Plus de deux ans après que quelques membres du parti FDU-Inkingi (Forces Démocratiques Unifiées–Inkingi) aient boudé et même saboté les activités du parti mais sans oser en sortir officiellement, il semble que cette fois-ci le groupe de dissidents grossi par les frondeurs et mauvais perdants du congrès d’Alost (13 et 14 septembre 2014), aient franchi le Rubicon pour quitter le parti « Forces Démocratiques Unifiées »-Inkingi et fonder le leur sous l’appellation de : « Mouvement National- Inkubiri ». En effet, le 9 novembre 2014, réunies à Bruxelles, une dizaine de personnes [voir Charte et signataires du Mouvement national_Inkubiri] ont signé un document mettant sur pied un nouveau parti politique d’opposition au régime en place à Kigali. Ainsi donc, après des mois de tergiversations, les dissidents, menés par Eugène Ndahayo puis rejoints par Nkiko Nsengimana et les autres déçus du congrès d’Alost, viennent de se rendre à l’évidence qu’ils ne pourraient pas continuer à agir politiquement sous le couvert d’un parti dont ils sont en profond désaccord idéologiquement.
D’ailleurs, dans l’exposé des motifs, les fondateurs du nouveau parti signalent clairement que ces divergences étaient manifestes dès la création du Parti FDU-Inkingi dans ses composantes FRD (Forces de résistance pour la Démocratie), RDR (Rassemblement Républicain pour la Démocratie au Rwanda) et ADR (Alliance démocratique rwandaise). Mais, ils omettent de signaler aussi que la nouvelle entité FDU-Inkingi, née de ces trois composantes, n’était point une juxtaposition des idéologies de ces anciennes composantes, mais bien un nouveau parti qui s’était alors doté de son propre projet de société et de son programme politique n’ayant rien à voir avec ceux des anciens FRD, RDR et ADR. Mais Ndahayo et consorts auraient toujours cru qu’ils étaient dans le parti FDU-Inkingi pour y défendre les intérêts et idéologies politiques de FRD ou ADR. Il semble donc que c’est ce malentendu de départ qui a été à la base de ces dissidences et que donc maintenant la situation devient plus claire avec la formation de leur parti par ceux qui se croyaient des FRD et de ADR opérant au sein des FDU-Inkingi.

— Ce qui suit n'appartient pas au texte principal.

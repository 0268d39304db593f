//! Catalog service - transaction boundaries for entity operations
//!
//! Every write opens exactly one transaction. Plan writes store the body and
//! replace the relation rows inside that same transaction, so a failure at any
//! step leaves nothing behind.

use std::sync::Arc;

use tracing::info;
use uuid::Uuid;

use crate::cursor;
use crate::db::entities::{self, UpsertOutcome};
use crate::db::plan_query::{self, PlanFilter};
use crate::db::relations;
use crate::db::{CatalogDb, DbStats};
use crate::error::CatalogError;
use crate::model::{Entity, Plan, Source, Work};
use crate::views::{ListPlansResponse, PlanPatch, PlanView, SourcePatch, WorkPatch};

/// Catalog service for business logic
pub struct CatalogService {
    db: Arc<CatalogDb>,
}

impl CatalogService {
    pub fn new(db: Arc<CatalogDb>) -> Self {
        Self { db }
    }

    pub fn stats(&self) -> Result<DbStats, CatalogError> {
        self.db.stats()
    }

    // =========================================================================
    // Read Operations
    // =========================================================================

    fn get<E: Entity>(&self, id: Uuid) -> Result<E, CatalogError> {
        self.db.read(|tx| entities::load::<E>(tx, id))
    }

    pub fn get_work(&self, id: Uuid) -> Result<Work, CatalogError> {
        self.get(id)
    }

    pub fn get_source(&self, id: Uuid) -> Result<Source, CatalogError> {
        self.get(id)
    }

    pub fn get_plan(&self, id: Uuid) -> Result<Plan, CatalogError> {
        self.get(id)
    }

    /// One page of plans. The token is decoded before any query runs.
    pub fn list_plans(
        &self,
        filter: &PlanFilter,
        page_token: Option<&str>,
        page_size: u32,
    ) -> Result<ListPlansResponse, CatalogError> {
        let after = page_token.map(cursor::decode_page_token).transpose()?;

        let page = self
            .db
            .read(|tx| plan_query::list_plans(tx, filter, after, page_size))?;

        let next_page_token = page.next_cursor().map(cursor::encode_page_token);

        Ok(ListPlansResponse {
            plans: page.items.into_iter().map(PlanView::from).collect(),
            next_page_token,
        })
    }

    // =========================================================================
    // Write Operations
    // =========================================================================

    pub fn put_work(&self, id: Uuid, work: Work) -> Result<UpsertOutcome, CatalogError> {
        let outcome = self.db.write(|tx| entities::put(tx, id, &work))?;
        info!(id = %id, kind = work.kind_tag(), outcome = ?outcome, "Stored work");
        Ok(outcome)
    }

    pub fn patch_work(&self, id: Uuid, patch: WorkPatch) -> Result<(), CatalogError> {
        self.db.write(|tx| {
            let mut work = entities::load::<Work>(tx, id)?;
            patch.apply(id, &mut work)?;
            entities::put(tx, id, &work)
        })?;
        info!(id = %id, "Patched work");
        Ok(())
    }

    pub fn put_source(&self, id: Uuid, source: Source) -> Result<UpsertOutcome, CatalogError> {
        let outcome = self.db.write(|tx| entities::put(tx, id, &source))?;
        info!(id = %id, kind = source.kind_tag(), outcome = ?outcome, "Stored source");
        Ok(outcome)
    }

    pub fn patch_source(&self, id: Uuid, patch: SourcePatch) -> Result<(), CatalogError> {
        self.db.write(|tx| {
            let mut source = entities::load::<Source>(tx, id)?;
            patch.apply(id, &mut source)?;
            entities::put(tx, id, &source)
        })?;
        info!(id = %id, "Patched source");
        Ok(())
    }

    /// Create or replace a plan together with both of its relation rows
    pub fn put_plan(&self, id: Uuid, plan: Plan) -> Result<UpsertOutcome, CatalogError> {
        let outcome = self.db.write(|tx| {
            let outcome = entities::put(tx, id, &plan)?;
            relations::replace_plan_input(tx, id, plan.source_id())?;
            relations::replace_plan_output(tx, id, plan.work_id())?;
            Ok(outcome)
        })?;
        info!(id = %id, kind = plan.kind_tag(), outcome = ?outcome, "Stored plan");
        Ok(outcome)
    }

    /// Patch a plan; only the relations whose ids were supplied are replaced
    pub fn patch_plan(&self, id: Uuid, patch: PlanPatch) -> Result<(), CatalogError> {
        let (new_source, new_work) = (patch.source_id, patch.work_id);

        self.db.write(|tx| {
            let mut plan = entities::load::<Plan>(tx, id)?;
            patch.apply(id, &mut plan)?;
            entities::put(tx, id, &plan)?;

            if let Some(source_id) = new_source {
                relations::replace_plan_input(tx, id, source_id)?;
            }
            if let Some(work_id) = new_work {
                relations::replace_plan_output(tx, id, work_id)?;
            }
            Ok(())
        })?;

        info!(
            id = %id,
            input_replaced = new_source.is_some(),
            output_replaced = new_work.is_some(),
            "Patched plan"
        );
        Ok(())
    }
}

Divergences idéologiques ou mauvaise foi ?
Les fondateurs du parti « Mouvement National-Inkubiri » reprochent aux cadres actuels du parti FDU-Inkingi orthodoxe d’être des anciens du MRND de l’ancien président Juvénal Habyarimana, ce qui ne correspond pas du tout à la configuration actuelle des membres et leaders des FDU-Inkingi dont la majorité a rejoint ses rangs après 2006. Ce seul pretexte suffit au groupe Ndahayo de vouer aux gémonies ses anciens partenaires au sein du parti FDU-Inkingi. Ce faisant, ces inquisiteurs politiques oublient ou tentent de faire oublier qu’ils furent tous des collaborateurs du FPR que ce soit lors de sa guerre de conquête ( 1990-1994) quand ils étaient ses complices de l’intérieur, ou après sa victoire quand ils sont entrés dans les institutions que cette ancienne rébellion mettait en place après juillet 1994. Le message que nous livre le groupe Ndahayo est que pour lui, avoir collaboré avec le régime Habyarimana est de loin plus criminel que d’avoir collaboré avec le FPR (Front Patriotique Rwandais) ou participé à son pouvoir comme l’ont fait Ndahayo, Musangamfura et Mberabahizi.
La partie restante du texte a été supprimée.